From the air we see that a lot in wetlands all over the country.
I don’t have any specific professional knowledge of these things but …
I suspect they are the remnants of a swamp-draining exercise from years ago when people thought draining was the right thing to do to swamps.
Either that or the idea is/was to increase the shore surface area to increase the oyster or whatever critter habitat.
All these things which I’ve noticed look aged & unmaintained. Given current wetlands protection regulations I doubt more scratches / canals are being dug.
I’ve noticed them for years in wetlands in New Jersey, Massachusetts, and elsewhere, and have wondered what they were. I’ve never come across a good explanation for them.

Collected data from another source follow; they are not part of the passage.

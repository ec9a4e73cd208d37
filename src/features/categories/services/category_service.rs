use std::sync::Arc;

use crate::core::error::{AppError, Result};
use crate::features::categories::dtos::CategoryResponseDto;
use crate::modules::store::TriviaStore;

/// Service for category operations
pub struct CategoryService {
    store: Arc<dyn TriviaStore>,
}

impl CategoryService {
    pub fn new(store: Arc<dyn TriviaStore>) -> Self {
        Self { store }
    }

    /// List all categories ordered by id.
    ///
    /// A failed read is reported as unprocessable; an empty table as not found.
    pub async fn list(&self) -> Result<Vec<CategoryResponseDto>> {
        let categories = self.store.list_categories().await.map_err(|e| {
            tracing::error!("Failed to list categories: {:?}", e);
            AppError::Unprocessable("failed to read categories".to_string())
        })?;

        if categories.is_empty() {
            return Err(AppError::NotFound("No categories found".to_string()));
        }

        Ok(categories.into_iter().map(Into::into).collect())
    }
}
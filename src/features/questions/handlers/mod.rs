mod question_handler;

pub use question_handler::*;
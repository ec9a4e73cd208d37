use std::sync::Arc;

use crate::core::error::{AppError, Result};
use crate::features::categories::dtos::CategoryResponseDto;
use crate::features::questions::dtos::{
    CategoryQuestionsResponseDto, QuestionPageResponseDto, QuestionResponseDto,
    QuestionSearchResponseDto,
};
use crate::features::questions::models::{CategoryKey, NewQuestion};
use crate::modules::store::{StoreError, TriviaStore};
use crate::shared::constants::QUESTIONS_PER_PAGE;
use crate::shared::types::paginate;

/// Service for question operations
pub struct QuestionService {
    store: Arc<dyn TriviaStore>,
}

fn internal(context: &'static str) -> impl FnOnce(StoreError) -> AppError {
    move |e| {
        tracing::error!("{}: {:?}", context, e);
        AppError::Internal(context.to_string())
    }
}

fn unprocessable(context: &'static str) -> impl FnOnce(StoreError) -> AppError {
    move |e| {
        tracing::error!("{}: {:?}", context, e);
        AppError::Unprocessable(context.to_string())
    }
}

impl QuestionService {
    pub fn new(store: Arc<dyn TriviaStore>) -> Self {
        Self { store }
    }

    /// One page of questions plus all categories.
    ///
    /// An empty window (including pages past the end) or an empty category
    /// table is reported as not found; read failures as unprocessable.
    pub async fn list_page(&self, page: i64) -> Result<QuestionPageResponseDto> {
        let questions = self
            .store
            .list_questions()
            .await
            .map_err(unprocessable("Failed to list questions"))?;
        let categories = self
            .store
            .list_categories()
            .await
            .map_err(unprocessable("Failed to list categories"))?;

        let total_questions = questions.len();
        let formatted: Vec<QuestionResponseDto> = questions.into_iter().map(Into::into).collect();
        let window = paginate(formatted, page, QUESTIONS_PER_PAGE);

        if window.is_empty() || categories.is_empty() {
            return Err(AppError::NotFound(format!(
                "No questions on page {} ({} total, {} categories)",
                page,
                total_questions,
                categories.len()
            )));
        }

        Ok(QuestionPageResponseDto {
            success: true,
            questions: window,
            total_questions,
            current_category: None,
            categories: categories.into_iter().map(Into::into).collect(),
        })
    }

    /// Delete a question by id
    pub async fn delete(&self, id: i32) -> Result<()> {
        let existing = self
            .store
            .find_question(id)
            .await
            .map_err(internal("Failed to look up question"))?;

        if existing.is_none() {
            return Err(AppError::NotFound(format!("Question {} not found", id)));
        }

        let deleted = self
            .store
            .delete_question(id)
            .await
            .map_err(internal("Failed to delete question"))?;

        // The row vanished between lookup and delete
        if !deleted {
            return Err(AppError::Internal(format!(
                "Question {} was removed concurrently",
                id
            )));
        }

        tracing::info!("Question deleted: id={}", id);
        Ok(())
    }

    /// Insert a question, returning the new id
    pub async fn create(&self, question: NewQuestion) -> Result<i32> {
        let category = question.category.clone();
        let id = self
            .store
            .insert_question(question)
            .await
            .map_err(internal("Failed to create question"))?;

        tracing::info!("Question created: id={}, category={}", id, category);
        Ok(id)
    }

    /// Case-insensitive substring search over question text, unpaginated
    pub async fn search(&self, term: &str) -> Result<QuestionSearchResponseDto> {
        let questions = self
            .store
            .search_questions(term)
            .await
            .map_err(internal("Failed to search questions"))?;

        Ok(QuestionSearchResponseDto {
            success: true,
            total_questions: questions.len(),
            questions: questions.into_iter().map(Into::into).collect(),
            current_category: None,
        })
    }

    /// All questions of one category plus all categories
    pub async fn list_by_category(&self, category_id: i32) -> Result<CategoryQuestionsResponseDto> {
        let category = CategoryKey::from(category_id);

        let questions = self
            .store
            .list_questions_in_category(&category)
            .await
            .map_err(internal("Failed to list questions by category"))?;
        let categories = self
            .store
            .list_categories()
            .await
            .map_err(internal("Failed to list categories"))?;

        if questions.is_empty() || categories.is_empty() {
            return Err(AppError::NotFound(format!(
                "No questions in category {}",
                category
            )));
        }

        let categories: Vec<CategoryResponseDto> =
            categories.into_iter().map(Into::into).collect();

        Ok(CategoryQuestionsResponseDto {
            success: true,
            total_questions: questions.len(),
            questions: questions.into_iter().map(Into::into).collect(),
            current_category: category,
            categories,
        })
    }
}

Those look quite similar to this salt marsh area near where I grew up. I can confirm that, at least in that view, those are drainage ditches from WPA-era swamp “control” projects. I see no reason to think the similar ditches in nearby areas weren’t created at the same time for similar reasons.
Another vote for drainage ditches. You used to see these all over the Mississippi Delta also. As paperbackwriter mentioned, many of these were constructed by the Civilian Conservation Corps back in the WPA days.
I’ve seen the features up close. They do indeed look like drainage features.
My question is – if this is what they really are, why do it? It’s not as if they’re needed for drainage. Many of them are cut across multiple times by natural streams (although they admittedly might not have been back in CCC/WPA days, if that’s what they really are). Nature already drains such places, anyway – it’s not as if it needs man’s help. Even after draining, they’re still full of water, so it’s not as if it’s draining mosquito-laden swamps or something. And the areas are still not “developed”, but are as free of buildings as they were in the 1930s. So if this is from some Roosevelt-era public works project, what was the point?
And do you have any references or cites that these really are from such WPA projects?
Mostly, to give unemployed men some sort of employment.
Just my memory of an oral history project I did back in school. If a semi-stranger’s recollections of a group of complete strangers’ recollections counts as a cite, that is.
The WPA didn’t have people “digging holes and filling them up again” busywork – their projects were supposed to have some sort of point. I suspect that kanicbird’s recollection looks the closest to a real reason.
Interesting. You can see these all over the Florida gulf coast, too. I always assumed they were just scars leftover from someone’s ill-fated land scam, but kanicbird’s explanation makes more sense.